| Catherine Called Birdy (3/10)
		 by Tony Medley 108 minutes.  PG-13.  Lena Dunham has written and directed this ludicrous 
		film (apparently intended as a comedy) about a teenaged girl in 1290s 
		England. The plot presented is that 14-year-old Birdy (Bella Ramsey) is 
		being used by her useless family of aristocrats to be sold in marriage 
		to someone who will pay big bucks to allow them to continue to live in 
		their privileged lifestyle.  There are so many problems with the film. One is 
		that every character in the film is a 21st Century 
		personality placed in the 13th. Worse, 13th 
		Century English society was nothing like this film.

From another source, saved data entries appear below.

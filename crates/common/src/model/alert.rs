use serde::{Deserialize, Serialize};
use std::str::FromStr;

use super::ParseEnumError;

#[derive(Debug, Clone, Copy, PartialEq, Eq, Hash, Serialize, Deserialize)]
#[serde(rename_all = "snake_case")]
pub enum AlertType {
    Risk,
    Performance,
    System,
    Compliance,
    Security,
    Financial,
    Operational,
}

impl AlertType {
    pub fn as_str(&self) -> &'static str {
        match self {
            Self::Risk => "risk",
            Self::Performance => "performance",
            Self::System => "system",
            Self::Compliance => "compliance",
            Self::Security => "security",
            Self::Financial => "financial",
            Self::Operational => "operational",
        }
    }
}

impl FromStr for AlertType {
    type Err = ParseEnumError;

    fn from_str(s: &str) -> Result<Self, Self::Err> {
        match s.to_ascii_lowercase().as_str() {
            "risk" => Ok(Self::Risk),
            "performance" => Ok(Self::Performance),
            "system" => Ok(Self::System),
            "compliance" => Ok(Self::Compliance),
            "security" => Ok(Self::Security),
            "financial" => Ok(Self::Financial),
            "operational" => Ok(Self::Operational),
            _ => Err(ParseEnumError::new("alert type", s)),
        }
    }
}

/// Ordered from least to most urgent so configurations can filter with `>=`.
#[derive(Debug, Clone, Copy, PartialEq, Eq, PartialOrd, Ord, Hash, Serialize, Deserialize)]
#[serde(rename_all = "snake_case")]
pub enum Severity {
    Low,
    Medium,
    High,
    Critical,
}

impl Severity {
    pub fn as_str(&self) -> &'static str {
        match self {
            Self::Low => "low",
            Self::Medium => "medium",
            Self::High => "high",
            Self::Critical => "critical",
        }
    }

    pub fn tag(&self) -> &'static str {
        match self {
            Self::Low => "LOW",
            Self::Medium => "MED",
            Self::High => "HIGH",
            Self::Critical => "CRIT",
        }
    }
}

#[derive(Debug, Clone, Copy, PartialEq, Eq, Hash, Serialize, Deserialize)]
#[serde(rename_all = "SCREAMING_SNAKE_CASE")]
pub enum AlertStatus {
    New,
    Acknowledged,
    Resolved,
}

impl AlertStatus {
    pub fn as_str(&self) -> &'static str {
        match self {
            Self::New => "NEW",
            Self::Acknowledged => "ACKNOWLEDGED",
            Self::Resolved => "RESOLVED",
        }
    }

    pub fn can_transition_to(self, next: AlertStatus) -> bool {
        matches!(
            (self, next),
            (Self::New, Self::Acknowledged)
                | (Self::New, Self::Resolved)
                | (Self::Acknowledged, Self::Resolved)
        )
    }
}

impl FromStr for AlertStatus {
    type Err = ParseEnumError;

    fn from_str(s: &str) -> Result<Self, Self::Err> {
        match s.to_ascii_uppercase().as_str() {
            "NEW" => Ok(Self::New),
            "ACKNOWLEDGED" => Ok(Self::Acknowledged),
            "RESOLVED" => Ok(Self::Resolved),
            _ => Err(ParseEnumError::new("alert status", s)),
        }
    }
}

#[derive(Debug, Clone, Copy, PartialEq, Eq, Hash, Serialize, Deserialize)]
#[serde(rename_all = "SCREAMING_SNAKE_CASE")]
pub enum ResolutionType {
    Fixed,
    Workaround,
    Acknowledged,
    FalsePositive,
    Duplicate,
}

impl FromStr for ResolutionType {
    type Err = ParseEnumError;

    fn from_str(s: &str) -> Result<Self, Self::Err> {
        match s.to_ascii_uppercase().replace('-', "_").as_str() {
            "FIXED" => Ok(Self::Fixed),
            "WORKAROUND" => Ok(Self::Workaround),
            "ACKNOWLEDGED" => Ok(Self::Acknowledged),
            "FALSE_POSITIVE" => Ok(Self::FalsePositive),
            "DUPLICATE" => Ok(Self::Duplicate),
            _ => Err(ParseEnumError::new("resolution type", s)),
        }
    }
}

#[derive(Debug, Clone, Default, PartialEq, Serialize, Deserialize)]
pub struct AlertSource {
    pub system: Option<String>,
    pub entity_type: Option<String>,
    pub entity_id: Option<String>,
}

#[derive(Debug, Clone, PartialEq, Serialize, Deserialize)]
pub struct Acknowledgment {
    pub by: String,
    pub note: Option<String>,
    pub at_ms: i64,
}

#[derive(Debug, Clone, PartialEq, Serialize, Deserialize)]
pub struct Resolution {
    pub resolution_type: ResolutionType,
    pub by: String,
    pub note: Option<String>,
    pub at_ms: i64,
}

#[derive(Debug, Clone, PartialEq, Serialize, Deserialize)]
pub struct Alert {
    pub id: String,
    pub title: String,
    pub description: String,
    pub alert_type: AlertType,
    pub severity: Severity,
    pub category: String,
    pub status: AlertStatus,
    pub source: AlertSource,
    pub risk_score: Option<f64>,
    pub impact_score: Option<f64>,
    pub trigger_condition: Option<String>,
    pub threshold_value: Option<String>,
    pub actual_value: Option<String>,
    pub assigned_to: Option<String>,
    pub assigned_team: Option<String>,
    pub acknowledgment: Option<Acknowledgment>,
    pub resolution: Option<Resolution>,
    #[serde(default)]
    pub escalated_configurations: Vec<String>,
    pub version: u64,
    pub created_at_ms: i64,
    pub updated_at_ms: i64,
}

/// Payload a triggering rule submits; lifecycle fields are assigned on creation.
#[derive(Debug, Clone, PartialEq, Serialize, Deserialize)]
pub struct NewAlert {
    pub title: String,
    #[serde(default)]
    pub description: String,
    pub alert_type: AlertType,
    pub severity: Severity,
    #[serde(default)]
    pub category: String,
    #[serde(default)]
    pub source: AlertSource,
    pub risk_score: Option<f64>,
    pub impact_score: Option<f64>,
    pub trigger_condition: Option<String>,
    pub threshold_value: Option<String>,
    pub actual_value: Option<String>,
    pub assigned_to: Option<String>,
    pub assigned_team: Option<String>,
}

impl NewAlert {
    pub fn new(title: impl Into<String>, alert_type: AlertType, severity: Severity) -> Self {
        Self {
            title: title.into(),
            description: String::new(),
            alert_type,
            severity,
            category: String::new(),
            source: AlertSource::default(),
            risk_score: None,
            impact_score: None,
            trigger_condition: None,
            threshold_value: None,
            actual_value: None,
            assigned_to: None,
            assigned_team: None,
        }
    }

    pub fn into_alert(self, id: String, now_ms: i64) -> Alert {
        Alert {
            id,
            title: self.title,
            description: self.description,
            alert_type: self.alert_type,
            severity: self.severity,
            category: self.category,
            status: AlertStatus::New,
            source: self.source,
            risk_score: self.risk_score,
            impact_score: self.impact_score,
            trigger_condition: self.trigger_condition,
            threshold_value: self.threshold_value,
            actual_value: self.actual_value,
            assigned_to: self.assigned_to,
            assigned_team: self.assigned_team,
            acknowledgment: None,
            resolution: None,
            escalated_configurations: Vec::new(),
            version: 0,
            created_at_ms: now_ms,
            updated_at_ms: now_ms,
        }
    }
}

impl Alert {
    pub fn acknowledged_at_ms(&self) -> Option<i64> {
        self.acknowledgment.as_ref().map(|a| a.at_ms)
    }

    pub fn resolved_at_ms(&self) -> Option<i64> {
        self.resolution.as_ref().map(|r| r.at_ms)
    }

    /// Returns false, leaving the alert untouched, unless it is still NEW.
    pub fn acknowledge(&mut self, by: &str, note: Option<String>, now_ms: i64) -> bool {
        if !self.status.can_transition_to(AlertStatus::Acknowledged) {
            return false;
        }
        self.status = AlertStatus::Acknowledged;
        self.acknowledgment = Some(Acknowledgment {
            by: by.to_string(),
            note,
            at_ms: now_ms,
        });
        true
    }

    /// Returns false, leaving the alert untouched, once it is RESOLVED.
    pub fn resolve(
        &mut self,
        by: &str,
        note: Option<String>,
        resolution_type: ResolutionType,
        now_ms: i64,
    ) -> bool {
        if !self.status.can_transition_to(AlertStatus::Resolved) {
            return false;
        }
        self.status = AlertStatus::Resolved;
        self.resolution = Some(Resolution {
            resolution_type,
            by: by.to_string(),
            note,
            at_ms: now_ms,
        });
        true
    }

    pub fn is_escalated_by(&self, configuration_id: &str) -> bool {
        self.escalated_configurations
            .iter()
            .any(|c| c == configuration_id)
    }

    /// Records one escalation per configuration, only while nobody has reacted.
    pub fn mark_escalated(&mut self, configuration_id: &str) -> bool {
        if self.status != AlertStatus::New || self.is_escalated_by(configuration_id) {
            return false;
        }
        self.escalated_configurations
            .push(configuration_id.to_string());
        true
    }

    pub fn escalation_due(&self, deadline_ms: i64, now_ms: i64) -> bool {
        self.status == AlertStatus::New && self.created_at_ms.saturating_add(deadline_ms) < now_ms
    }
}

Glaring in its 
		absurdity is picturing innumerable Africans as prominent members of 
		society, even members of Royalty and members of bi-racial marriages. In 
		1290 England? No doubt some in this woke world will see “actors” in 
		these roles and ignore the historical racial impossibilities. But that 
		is cowing to presentism which is a desecration of history, and it needs 
		to be exposed and rejected in defense of honesty. There was probably nobody like Birdy in 1290 but 
		there was probably nobody like anyone else in the film, either. However, on the positive side, Dunham, who has been 
		shamed by reprehensible, cruel people for her weight, cast Ramsey as her 
		star, even though she is not one of Hollywood’s outlandishly beautiful 
		people, and is a little plump and could probably pass physically for a 
		young woman in 13th Century England. And Ramsey gives a 
		sterling performance. Even so, the rest of the casting and story are so 
		ridiculously 21st-Century woke, it was agony to sit through.